PROVIDED RECORDS START

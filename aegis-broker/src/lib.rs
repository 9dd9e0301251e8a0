//! aegis-broker library interface
//!
//! The broker decouples the client's upload request from the slow remote
//! classification call: uploads get an immediate task id, a background
//! hand-off stores the file and notifies the worker, and clients poll
//! `/status/{task_id}` until the task reaches a terminal state.

pub mod api;
pub mod config;
pub mod error;
pub mod handoff;
pub mod narrative;
pub mod tasks;
pub mod videos;
pub mod worker_client;

pub use crate::error::{ApiError, ApiResult};

use crate::narrative::NarrativeClient;
use crate::tasks::TaskStore;
use crate::videos::VideoSearchClient;
use crate::worker_client::WorkerClient;
use aegis_common::storage::ObjectStore;
use axum::Router;
use chrono::{DateTime, Utc};
use std::sync::Arc;
use tower_http::cors::CorsLayer;
use tower_http::trace::TraceLayer;

/// Application state shared across HTTP handlers
#[derive(Clone)]
pub struct AppState {
    /// Task table: one record per submitted upload
    pub tasks: TaskStore,
    /// Object store the hand-off uploads into
    pub store: Arc<dyn ObjectStore>,
    /// Client for the worker's processing endpoint
    pub worker: WorkerClient,
    /// Streamed LLM narrative client
    pub narrative: NarrativeClient,
    /// Related-video search client
    pub videos: VideoSearchClient,
    /// Public base URL of stored objects (`{endpoint}/{bucket}`), used to
    /// hand the stored image to the narrative LLM
    pub object_url_base: String,
    /// Service startup timestamp for uptime tracking
    pub startup_time: DateTime<Utc>,
}

impl AppState {
    pub fn new(
        store: Arc<dyn ObjectStore>,
        worker: WorkerClient,
        narrative: NarrativeClient,
        videos: VideoSearchClient,
        object_url_base: impl Into<String>,
    ) -> Self {
        Self {
            tasks: TaskStore::new(),
            store,
            worker,
            narrative,
            videos,
            object_url_base: object_url_base.into().trim_end_matches('/').to_string(),
            startup_time: Utc::now(),
        }
    }

    /// Public URL of the object stored under `key`
    pub fn object_url(&self, key: &str) -> String {
        format!("{}/{}", self.object_url_base, key)
    }
}

/// Build application router
pub fn build_router(state: AppState) -> Router {
    Router::new()
        .merge(api::upload_routes())
        .merge(api::status_routes())
        .merge(api::narrative_routes())
        .merge(api::video_routes())
        .merge(api::health_routes())
        .with_state(state)
        .layer(TraceLayer::new_for_http())
        .layer(CorsLayer::permissive())
}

PROVIDED RECORDS END

:: PROBLEM TO SOLVE ::
Restate every record verbatim.

:: OUTPUT BELOW ::
filename aegis-broker/src/lib.rs
repository 9dd9e0301251e8a0
//! aegis-broker library interface
//!
//! The broker decouples the client's upload request from the slow remote
//! classification call: uploads get an immediate task id, a background
//! hand-off stores the file and notifies the worker, and clients poll
//! `/status/{task_id}` until the task reaches a terminal state.

pub mod api;
pub mod config;
pub mod error;
pub mod handoff;
pub mod narrative;
pub mod tasks;
pub mod videos;
pub mod worker_client;

pub use crate::error::{ApiError, ApiResult};

use crate::narrative::NarrativeClient;
use crate::tasks::TaskStore;
use crate::videos::VideoSearchClient;
use crate::worker_client::WorkerClient;
use aegis_common::storage::ObjectStore;
use axum::Router;
use chrono::{DateTime, Utc};
use std::sync::Arc;
use tower_http::cors::CorsLayer;
use tower_http::trace::TraceLayer;

/// Application state shared across HTTP handlers
#[derive(Clone)]
pub struct AppState {
    /// Task table: one record per submitted upload
    pub tasks: TaskStore,
    /// Object store the hand-off uploads into
    pub store: Arc<dyn ObjectStore>,
    /// Client for the worker's processing endpoint
    pub worker: WorkerClient,
    /// Streamed LLM narrative client
    pub narrative: NarrativeClient,
    /// Related-video search client
    pub videos: VideoSearchClient,
    /// Public base URL of stored objects (`{endpoint}/{bucket}`), used to
    /// hand the stored image to the narrative LLM
    pub object_url_base: String,
    /// Service startup timestamp for uptime tracking
    pub startup_time: DateTime<Utc>,
}

impl AppState {
    pub fn new(
        store: Arc<dyn ObjectStore>,
        worker: WorkerClient,
        narrative: NarrativeClient,
        videos: VideoSearchClient,
        object_url_base: impl Into<String>,
    ) -> Self {
        Self {
            tasks: TaskStore::new(),
            store,
            worker,
            narrative,
            videos,
            object_url_base: object_url_base.into().trim_end_matches('/').to_string(),
            startup_time: Utc::now(),
        }
    }

    /// Public URL of the object stored under `key`
    pub fn object_url(&self, key: &str) -> String {
        format!("{}/{}", self.object_url_base, key)
    }
}

/// Build application router
pub fn build_router(state: AppState) -> Router {
    Router::new()
        .merge(api::upload_routes())
        .merge(api::status_routes())
        .merge(api::narrative_routes())
        .merge(api::video_routes())
        .merge(api::health_routes())
        .with_state(state)
        .layer(TraceLayer::new_for_http())
        .layer(CorsLayer::permissive())
}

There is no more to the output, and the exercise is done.